Segmenting debtors based on risk and payment behavior is essential for effective debt collection management. By categorizing debtors into different segments, you can tailor your collection strategies to maximize recovery and minimize costs. Here are the most effective strategies for segmentation:

Analyzing Credit Scores

 Credit Score Segmentation

Use credit scores to segment debtors into categories such as low-risk, medium-risk, and high-risk. Credit scores provide a quick and reliable way to gauge a debtor’s overall financial health and payment reliability.

You can use the credit score that you obtained at customer’s acquisition stage and modify it based on your own experience or by obtain authorisation from the customer to perform a new search. You might be able to obtain a new updated credit score during the relationship with the customer, when a customer requests to make a new and important purchase, or if your customer is experiencing financial difficulties and is requesting an arrangement.
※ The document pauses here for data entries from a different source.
// SPDX-License-Identifier: GPL-3.0-only

//! Overlay elements and the applied overlay stack
//!
//! An overlay is a filter image placed over the canvas. Its placement is
//! expressed as a margin from each canvas edge: the image is fitted
//! uniformly into the remaining slot and centred there. Moving shifts the
//! slot. Scaling widens or narrows it through the left and right margins
//! only. Positions are not clamped, so an overlay can be pushed off the
//! canvas; margin arithmetic saturates instead of overflowing.

pub mod compositor;

pub use compositor::Compositor;

use crate::constants::MAX_APPLIED_OVERLAYS;
use crate::errors::FilterError;

/// Distance of the overlay slot from each canvas edge, in canvas pixels
#[derive(Debug, Clone, Copy, Default, PartialEq, Eq, Hash)]
pub struct Margin {
    pub left: i32,
    pub top: i32,
    pub right: i32,
    pub bottom: i32,
}

impl Margin {
    pub const fn new(left: i32, top: i32, right: i32, bottom: i32) -> Self {
        Self {
            left,
            top,
            right,
            bottom,
        }
    }
}

/// Quarter-turn rotation, clockwise
#[derive(Debug, Clone, Copy, Default, PartialEq, Eq, Hash)]
pub enum Rotation {
    #[default]
    None,
    Cw90,
    Cw180,
    Cw270,
}

impl Rotation {
    pub fn clockwise(self) -> Self {
        match self {
            Self::None => Self::Cw90,
            Self::Cw90 => Self::Cw180,
            Self::Cw180 => Self::Cw270,
            Self::Cw270 => Self::None,
        }
    }

    pub fn counter_clockwise(self) -> Self {
        match self {
            Self::None => Self::Cw270,
            Self::Cw90 => Self::None,
            Self::Cw180 => Self::Cw90,
            Self::Cw270 => Self::Cw180,
        }
    }

    /// Whether width and height swap under this rotation
    pub fn is_sideways(self) -> bool {
        matches!(self, Self::Cw90 | Self::Cw270)
    }
}

/// Integer rectangle in canvas coordinates
#[derive(Debug, Clone, Copy, PartialEq, Eq, Hash)]
pub struct Rect {
    pub x: i64,
    pub y: i64,
    pub width: u32,
    pub height: u32,
}

impl Rect {
    /// Part of the rectangle inside a `width` x `height` canvas
    pub fn clip(&self, width: u32, height: u32) -> Option<Rect> {
        let x0 = self.x.max(0);
        let y0 = self.y.max(0);
        let x1 = (self.x + i64::from(self.width)).min(i64::from(width));
        let y1 = (self.y + i64::from(self.height)).min(i64::from(height));
        if x1 <= x0 || y1 <= y0 {
            return None;
        }

        Some(Rect {
            x: x0,
            y: y0,
            width: u32::try_from(x1 - x0).ok()?,
            height: u32::try_from(y1 - y0).ok()?,
        })
    }
}

/// A filter image positioned over the canvas
#[derive(Debug, Clone, Copy, PartialEq, Eq)]
pub struct Overlay {
    pub filter_index: usize,
    pub margin: Margin,
    pub rotation: Rotation,
}

impl Overlay {
    /// Fresh overlay at default placement: fitted to the whole canvas
    pub fn new(filter_index: usize) -> Self {
        Self {
            filter_index,
            margin: Margin::default(),
            rotation: Rotation::None,
        }
    }

    pub fn move_up(&mut self, step: i32) {
        let m = &mut self.margin;
        m.top = m.top.saturating_sub(step);
        m.bottom = m.bottom.saturating_add(step);
    }

    pub fn move_down(&mut self, step: i32) {
        let m = &mut self.margin;
        m.top = m.top.saturating_add(step);
        m.bottom = m.bottom.saturating_sub(step);
    }

    pub fn move_left(&mut self, step: i32) {
        let m = &mut self.margin;
        m.left = m.left.saturating_sub(step);
        m.right = m.right.saturating_add(step);
    }

    pub fn move_right(&mut self, step: i32) {
        let m = &mut self.margin;
        m.left = m.left.saturating_add(step);
        m.right = m.right.saturating_sub(step);
    }

    /// Widen the slot; top and bottom margins stay put
    pub fn scale_up(&mut self, step: i32) {
        let m = &mut self.margin;
        m.left = m.left.saturating_sub(step);
        m.right = m.right.saturating_sub(step);
    }

    /// Narrow the slot; top and bottom margins stay put
    pub fn scale_down(&mut self, step: i32) {
        let m = &mut self.margin;
        m.left = m.left.saturating_add(step);
        m.right = m.right.saturating_add(step);
    }

    pub fn rotate_left(&mut self) {
        self.rotation = self.rotation.counter_clockwise();
    }

    pub fn rotate_right(&mut self) {
        self.rotation = self.rotation.clockwise();
    }

    /// Where the overlay lands on a `canvas_width` x `canvas_height` canvas
    ///
    /// `image_width`/`image_height` are the source filter dimensions before
    /// rotation. Returns `None` when the slot or the fitted image is empty.
    pub fn placement(
        &self,
        canvas_width: u32,
        canvas_height: u32,
        image_width: u32,
        image_height: u32,
    ) -> Option<Rect> {
        let (img_w, img_h) = if self.rotation.is_sideways() {
            (image_height, image_width)
        } else {
            (image_width, image_height)
        };
        if img_w == 0 || img_h == 0 {
            return None;
        }

        let slot_x = self.margin.left as i64;
        let slot_y = self.margin.top as i64;
        let slot_w = canvas_width as i64 - self.margin.left as i64 - self.margin.right as i64;
        let slot_h = canvas_height as i64 - self.margin.top as i64 - self.margin.bottom as i64;
        if slot_w <= 0 || slot_h <= 0 {
            return None;
        }

        let scale = (slot_w as f64 / img_w as f64).min(slot_h as f64 / img_h as f64);
        let width = (img_w as f64 * scale).round() as i64;
        let height = (img_h as f64 * scale).round() as i64;
        if width <= 0 || height <= 0 {
            return None;
        }

        Some(Rect {
            x: slot_x + (slot_w - width) / 2,
            y: slot_y + (slot_h - height) / 2,
            width: u32::try_from(width).ok()?,
            height: u32::try_from(height).ok()?,
        })
    }
}

/// Overlays committed to the photo, capped at [`MAX_APPLIED_OVERLAYS`]
#[derive(Debug, Clone, Default, PartialEq, Eq)]
pub struct AppliedOverlays {
    items: Vec<Overlay>,
}

impl AppliedOverlays {
    pub fn new() -> Self {
        Self {
            items: Vec::with_capacity(MAX_APPLIED_OVERLAYS),
        }
    }

    /// Commit an overlay; rejected once the stack is full
    pub fn push(&mut self, overlay: Overlay) -> Result<(), FilterError> {
        if self.is_full() {
            return Err(FilterError::LimitReached);
        }
        self.items.push(overlay);
        Ok(())
    }

    pub fn is_full(&self) -> bool {
        self.items.len() >= MAX_APPLIED_OVERLAYS
    }

    pub fn len(&self) -> usize {
        self.items.len()
    }

    pub fn is_empty(&self) -> bool {
        self.items.is_empty()
    }

    pub fn clear(&mut self) {
        self.items.clear();
    }

    pub fn iter(&self) -> impl Iterator<Item = &Overlay> {
        self.items.iter()
    }
}

#[cfg(test)]
mod tests {
    use super::*;

    #[test]
    fn test_move_shifts_opposite_sides() {
        let mut overlay = Overlay::new(0);
        overlay.move_up(5);
        assert_eq!(overlay.margin, Margin::new(0, -5, 0, 5));
        overlay.move_right(5);
        overlay.move_right(5);
        assert_eq!(overlay.margin, Margin::new(10, -5, -10, 5));
        overlay.move_down(5);
        overlay.move_left(10);
        assert_eq!(overlay.margin, Margin::default());
    }

    #[test]
    fn test_scale_changes_horizontal_margins_only() {
        let mut overlay = Overlay::new(2);
        overlay.scale_up(5);
        assert_eq!(overlay.margin, Margin::new(-5, 0, -5, 0));
        overlay.scale_down(5);
        overlay.scale_down(5);
        assert_eq!(overlay.margin, Margin::new(5, 0, 5, 0));
    }

    #[test]
    fn test_huge_steps_saturate() {
        let mut overlay = Overlay::new(0);
        overlay.scale_down(i32::MAX);
        overlay.scale_down(i32::MAX);
        assert_eq!(overlay.margin, Margin::new(i32::MAX, 0, i32::MAX, 0));
        overlay.move_up(i32::MAX);
        overlay.move_up(i32::MAX);
        assert_eq!(overlay.margin.top, i32::MIN);
        assert_eq!(overlay.margin.bottom, i32::MAX);
        assert!(overlay.placement(100, 100, 10, 10).is_none());
    }

    #[test]
    fn test_clip_keeps_visible_part() {
        let rect = Rect {
            x: -20,
            y: 10,
            width: 50,
            height: 200,
        };
        assert_eq!(
            rect.clip(100, 100),
            Some(Rect {
                x: 0,
                y: 10,
                width: 30,
                height: 90
            })
        );

        let gone = Rect {
            x: 100,
            y: 0,
            width: 10,
            height: 10,
        };
        assert_eq!(gone.clip(100, 100), None);
    }

    #[test]
    fn test_rotation_wraps() {
        let mut overlay = Overlay::new(0);
        overlay.rotate_left();
        assert_eq!(overlay.rotation, Rotation::Cw270);
        for _ in 0..5 {
            overlay.rotate_right();
        }
        assert_eq!(overlay.rotation, Rotation::None);
    }

    #[test]
    fn test_default_placement_fits_and_centres() {
        let overlay = Overlay::new(0);
        // Square image on a 200x100 canvas is height-limited
        let rect = overlay.placement(200, 100, 50, 50).unwrap();
        assert_eq!(
            rect,
            Rect {
                x: 50,
                y: 0,
                width: 100,
                height: 100
            }
        );
    }

    #[test]
    fn test_placement_follows_moves_off_canvas() {
        let mut overlay = Overlay::new(0);
        for _ in 0..30 {
            overlay.move_left(5);
        }
        let rect = overlay.placement(100, 100, 10, 10).unwrap();
        assert_eq!(rect.x, -150);
        assert_eq!(rect.width, 100);
    }

    #[test]
    fn test_sideways_rotation_swaps_aspect() {
        let mut overlay = Overlay::new(0);
        overlay.rotate_right();
        let rect = overlay.placement(100, 100, 100, 50).unwrap();
        assert_eq!((rect.width, rect.height), (50, 100));
        assert_eq!((rect.x, rect.y), (25, 0));
    }

    #[test]
    fn test_collapsed_slot_is_not_drawn() {
        let mut overlay = Overlay::new(0);
        for _ in 0..10 {
            overlay.scale_down(5);
        }
        assert!(overlay.placement(100, 100, 10, 10).is_none());
        assert!(Overlay::new(0).placement(100, 100, 0, 10).is_none());
    }

    #[test]
    fn test_applied_stack_rejects_sixth() {
        let mut applied = AppliedOverlays::new();
        for i in 0..MAX_APPLIED_OVERLAYS {
            applied.push(Overlay::new(i)).unwrap();
        }
        assert!(applied.is_full());
        assert_eq!(applied.push(Overlay::new(9)), Err(FilterError::LimitReached));
        assert_eq!(applied.len(), MAX_APPLIED_OVERLAYS);
    }
}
It is not unreasonable at these moments to request the authorisation to perform a new credit search and update the score you hold.

We shall not over complicate this process. It is recommended to create up to five tranches of credit score, so you can develop up to five strategies or prioritisation. You can use for this effect the Focus Matrix described in chapter 11 – Collection management tools and methods.

Risk Buckets

Debtors can be grouped into risk buckets based on their scores, with each bucket representing a different level of risk and corresponding to specific collection strategies. You can then build Focus matrix combining Risk and Total Due or Risk and Aging.

Payment History Analysis

On-Time vs. Late Payers

Segregate debtors based on their payment history, identifying those who consistently pay on time, those who occasionally miss payments, and chronic late payers. This will allow you to provide a distinct and more appropriate reaction to a late payment:

  • If an on-time customer is late. This should light a red flag that we may have done something wrong. Customer care or account managers need to intervene immediately to understand the root-cause of the late payment (like a problem in the product or service delivered and fix it immediately).
  • On the opposite, a chronic late payer should trigger a more effort intensive collection strategy adapted to the customer’s (bad) payments habits.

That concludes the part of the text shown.